Task to complete>
Please write the following entries out once more, exactly.

Collected data
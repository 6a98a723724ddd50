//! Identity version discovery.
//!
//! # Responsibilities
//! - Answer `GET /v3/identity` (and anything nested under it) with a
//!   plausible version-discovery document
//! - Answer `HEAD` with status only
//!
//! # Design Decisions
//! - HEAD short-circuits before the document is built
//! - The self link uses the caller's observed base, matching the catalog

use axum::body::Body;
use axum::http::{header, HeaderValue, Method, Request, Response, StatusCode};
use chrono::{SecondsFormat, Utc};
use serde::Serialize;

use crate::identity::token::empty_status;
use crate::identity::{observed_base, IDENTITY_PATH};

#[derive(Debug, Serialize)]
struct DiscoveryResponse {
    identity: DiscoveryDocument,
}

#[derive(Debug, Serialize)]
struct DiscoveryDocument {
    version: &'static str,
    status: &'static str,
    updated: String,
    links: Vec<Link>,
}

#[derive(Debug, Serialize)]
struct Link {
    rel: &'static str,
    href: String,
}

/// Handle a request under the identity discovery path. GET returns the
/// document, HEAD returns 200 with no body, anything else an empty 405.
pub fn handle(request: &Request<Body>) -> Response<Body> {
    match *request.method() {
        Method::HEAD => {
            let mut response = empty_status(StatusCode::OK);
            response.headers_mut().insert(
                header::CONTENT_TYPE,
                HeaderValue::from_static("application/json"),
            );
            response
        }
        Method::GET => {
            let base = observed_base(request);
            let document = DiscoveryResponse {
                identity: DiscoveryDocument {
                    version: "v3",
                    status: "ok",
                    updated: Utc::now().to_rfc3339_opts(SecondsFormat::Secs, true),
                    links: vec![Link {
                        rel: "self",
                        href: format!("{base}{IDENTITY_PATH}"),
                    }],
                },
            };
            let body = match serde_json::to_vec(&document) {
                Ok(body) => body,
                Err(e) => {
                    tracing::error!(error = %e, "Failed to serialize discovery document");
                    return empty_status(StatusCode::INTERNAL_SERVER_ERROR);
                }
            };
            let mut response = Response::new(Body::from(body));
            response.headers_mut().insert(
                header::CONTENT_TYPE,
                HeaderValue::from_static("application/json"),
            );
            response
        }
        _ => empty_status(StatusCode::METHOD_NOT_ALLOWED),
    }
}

Result>
repository 6a98a723724ddd50
//! Identity version discovery.
//!
//! # Responsibilities
//! - Answer `GET /v3/identity` (and anything nested under it) with a
//!   plausible version-discovery document
//! - Answer `HEAD` with status only
//!
//! # Design Decisions
//! - HEAD short-circuits before the document is built
//! - The self link uses the caller's observed base, matching the catalog

use axum::body::Body;
use axum::http::{header, HeaderValue, Method, Request, Response, StatusCode};
use chrono::{SecondsFormat, Utc};
use serde::Serialize;

use crate::identity::token::empty_status;
use crate::identity::{observed_base, IDENTITY_PATH};

#[derive(Debug, Serialize)]
struct DiscoveryResponse {
    identity: DiscoveryDocument,
}

#[derive(Debug, Serialize)]
struct DiscoveryDocument {
    version: &'static str,
    status: &'static str,
    updated: String,
    links: Vec<Link>,
}

#[derive(Debug, Serialize)]
struct Link {
    rel: &'static str,
    href: String,
}

/// Handle a request under the identity discovery path. GET returns the
/// document, HEAD returns 200 with no body, anything else an empty 405.
pub fn handle(request: &Request<Body>) -> Response<Body> {
    match *request.method() {
        Method::HEAD => {
            let mut response = empty_status(StatusCode::OK);
            response.headers_mut().insert(
                header::CONTENT_TYPE,
                HeaderValue::from_static("application/json"),
            );
            response
        }
        Method::GET => {
            let base = observed_base(request);
            let document = DiscoveryResponse {
                identity: DiscoveryDocument {
                    version: "v3",
                    status: "ok",
                    updated: Utc::now().to_rfc3339_opts(SecondsFormat::Secs, true),
                    links: vec![Link {
                        rel: "self",
                        href: format!("{base}{IDENTITY_PATH}"),
                    }],
                },
            };
            let body = match serde_json::to_vec(&document) {
                Ok(body) => body,
                Err(e) => {
                    tracing::error!(error = %e, "Failed to serialize discovery document");
                    return empty_status(StatusCode::INTERNAL_SERVER_ERROR);
                }
            };
            let mut response = Response::new(Body::from(body));
            response.headers_mut().insert(
                header::CONTENT_TYPE,
                HeaderValue::from_static("application/json"),
            );
            response
        }
        _ => empty_status(StatusCode::METHOD_NOT_ALLOWED),
    }
}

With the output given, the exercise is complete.